//! Lead Audit Core
//!
//! Data model, error type and collaborator traits shared by every crate in
//! the workspace. Nothing in here performs I/O; the traits describe the
//! narrow boundaries to record sources, the dynamic rule lookup, the
//! narrative generator and the report writer.

pub mod error;
pub mod lead;
pub mod rule;
pub mod stats;
pub mod traits;

pub use error::{Error, Result};
pub use lead::{normalize_phone, Classification, LeadStatus, ProcessedLead, RawLead};
pub use rule::{CountryRule, PhoneFormatSearchResult, SourceCitation};
pub use stats::AnalysisStats;
pub use traits::{NarrativeGenerator, RecordSource, ReportWriter, RuleLookup};
//! Minimal protobuf wire-format reader.
//!
//! Only what the index schema needs: varints, length-delimited fields,
//! packed repeated int32 and skipping of unknown fields. Offsets in errors
//! are absolute positions in the original buffer.

use crate::error::{DecodeError, DecodeResult};

/// Maximum nesting of deprecated group fields we are willing to skip
const MAX_GROUP_DEPTH: usize = 64;

#[derive(Debug, Clone, Copy, PartialEq, Eq)]
pub(crate) enum WireType {
    Varint,
    Fixed64,
    Len,
    StartGroup,
    EndGroup,
    Fixed32,
}

impl WireType {
    fn from_bits(bits: u8, offset: usize) -> DecodeResult<Self> {
        match bits {
            0 => Ok(WireType::Varint),
            1 => Ok(WireType::Fixed64),
            2 => Ok(WireType::Len),
            3 => Ok(WireType::StartGroup),
            4 => Ok(WireType::EndGroup),
            5 => Ok(WireType::Fixed32),
            wire_type => Err(DecodeError::InvalidWireType { offset, wire_type }),
        }
    }
}

/// Cursor over one protobuf message
#[derive(Debug, Clone)]
pub(crate) struct WireReader<'a> {
    buf: &'a [u8],
    pos: usize,
    base: usize,
}

impl<'a> WireReader<'a> {
    pub(crate) fn new(buf: &'a [u8]) -> Self {
        Self {
            buf,
            pos: 0,
            base: 0,
        }
    }

    pub(crate) fn at_end(&self) -> bool {
        self.pos >= self.buf.len()
    }

    /// Absolute offset of the cursor
    pub(crate) fn offset(&self) -> usize {
        self.base + self.pos
    }

    fn take(&mut self, len: usize) -> DecodeResult<&'a [u8]> {
        let remaining = self.buf.len() - self.pos;
        if len > remaining {
            return Err(DecodeError::Truncated {
                offset: self.offset(),
                needed: len - remaining,
            });
        }
        let bytes = &self.buf[self.pos..self.pos + len];
        self.pos += len;
        Ok(bytes)
    }

    pub(crate) fn read_varint(&mut self) -> DecodeResult<u64> {
        let start = self.offset();
        let mut value: u64 = 0;
        for shift in (0..64).step_by(7) {
            let byte = match self.buf.get(self.pos) {
                Some(b) => *b,
                None => {
                    return Err(DecodeError::Truncated {
                        offset: self.offset(),
                        needed: 1,
                    });
                }
            };
            self.pos += 1;
            value |= u64::from(byte & 0x7f) << shift;
            if byte & 0x80 == 0 {
                // The tenth byte may only carry the final bit
                if shift == 63 && byte > 1 {
                    return Err(DecodeError::VarintOverflow { offset: start });
                }
                return Ok(value);
            }
        }
        Err(DecodeError::VarintOverflow { offset: start })
    }

    /// Reads a field key, returning `(field_number, wire_type)`.
    pub(crate) fn read_key(&mut self) -> DecodeResult<(u32, WireType)> {
        let offset = self.offset();
        let key = self.read_varint()?;
        let wire_type = WireType::from_bits((key & 0x7) as u8, offset)?;
        Ok(((key >> 3) as u32, wire_type))
    }

    pub(crate) fn read_int32(&mut self) -> DecodeResult<i32> {
        // int32 is sign-extended to 64 bits on the wire
        Ok(self.read_varint()? as i64 as i32)
    }

    pub(crate) fn read_bool(&mut self) -> DecodeResult<bool> {
        Ok(self.read_varint()? != 0)
    }

    pub(crate) fn read_bytes(&mut self) -> DecodeResult<&'a [u8]> {
        let len = self.read_varint()?;
        let len = usize::try_from(len).map_err(|_| DecodeError::Truncated {
            offset: self.offset(),
            needed: usize::MAX,
        })?;
        self.take(len)
    }

    pub(crate) fn read_string(&mut self, field: &'static str) -> DecodeResult<String> {
        let offset = self.offset();
        let bytes = self.read_bytes()?;
        std::str::from_utf8(bytes)
            .map(str::to_string)
            .map_err(|_| DecodeError::InvalidUtf8 { offset, field })
    }

    /// Reader over an embedded message
    pub(crate) fn read_message(&mut self) -> DecodeResult<WireReader<'a>> {
        let len_offset = self.offset();
        let bytes = self.read_bytes()?;
        let header = self.offset() - len_offset - bytes.len();
        Ok(WireReader {
            buf: bytes,
            pos: 0,
            base: len_offset + header,
        })
    }

    /// Appends a repeated int32 field, accepting both packed and unpacked
    /// encodings.
    pub(crate) fn read_repeated_int32(
        &mut self,
        wire_type: WireType,
        out: &mut Vec<i32>,
    ) -> DecodeResult<()> {
        match wire_type {
            WireType::Len => {
                let mut packed = self.read_message()?;
                while !packed.at_end() {
                    out.push(packed.read_int32()?);
                }
                Ok(())
            }
            WireType::Varint => {
                out.push(self.read_int32()?);
                Ok(())
            }
            _ => Err(DecodeError::InvalidWireType {
                offset: self.offset(),
                wire_type: wire_type as u8,
            }),
        }
    }

    /// Skips the value of a field we do not decode.
    pub(crate) fn skip(&mut self, wire_type: WireType) -> DecodeResult<()> {
        self.skip_nested(wire_type, 0)
    }

    fn skip_nested(&mut self, wire_type: WireType, depth: usize) -> DecodeResult<()> {
        match wire_type {
            WireType::Varint => {
                self.read_varint()?;
            }
            WireType::Fixed64 => {
                self.take(8)?;
            }
            WireType::Fixed32 => {
                self.take(4)?;
            }
            WireType::Len => {
                self.read_bytes()?;
            }
            WireType::StartGroup => {
                if depth >= MAX_GROUP_DEPTH {
                    return Err(DecodeError::InvalidWireType {
                        offset: self.offset(),
                        wire_type: 3,
                    });
                }
                loop {
                    if self.at_end() {
                        return Err(DecodeError::Truncated {
                            offset: self.offset(),
                            needed: 1,
                        });
                    }
                    let (_, inner) = self.read_key()?;
                    if inner == WireType::EndGroup {
                        break;
                    }
                    self.skip_nested(inner, depth + 1)?;
                }
            }
            WireType::EndGroup => {
                return Err(DecodeError::InvalidWireType {
                    offset: self.offset(),
                    wire_type: 4,
                });
            }
        }
        Ok(())
    }
}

■ **What is required**: Return word for word the lines above from the line with "if byte & 0x80" to the line with "Reads a field", including both and leaving out all others.

■ **Output**:
            if byte & 0x80 == 0 {
                // The tenth byte may only carry the final bit
                if shift == 63 && byte > 1 {
                    return Err(DecodeError::VarintOverflow { offset: start });
                }
                return Ok(value);
            }
        }
        Err(DecodeError::VarintOverflow { offset: start })
    }

    /// Reads a field key, returning `(field_number, wire_type)`.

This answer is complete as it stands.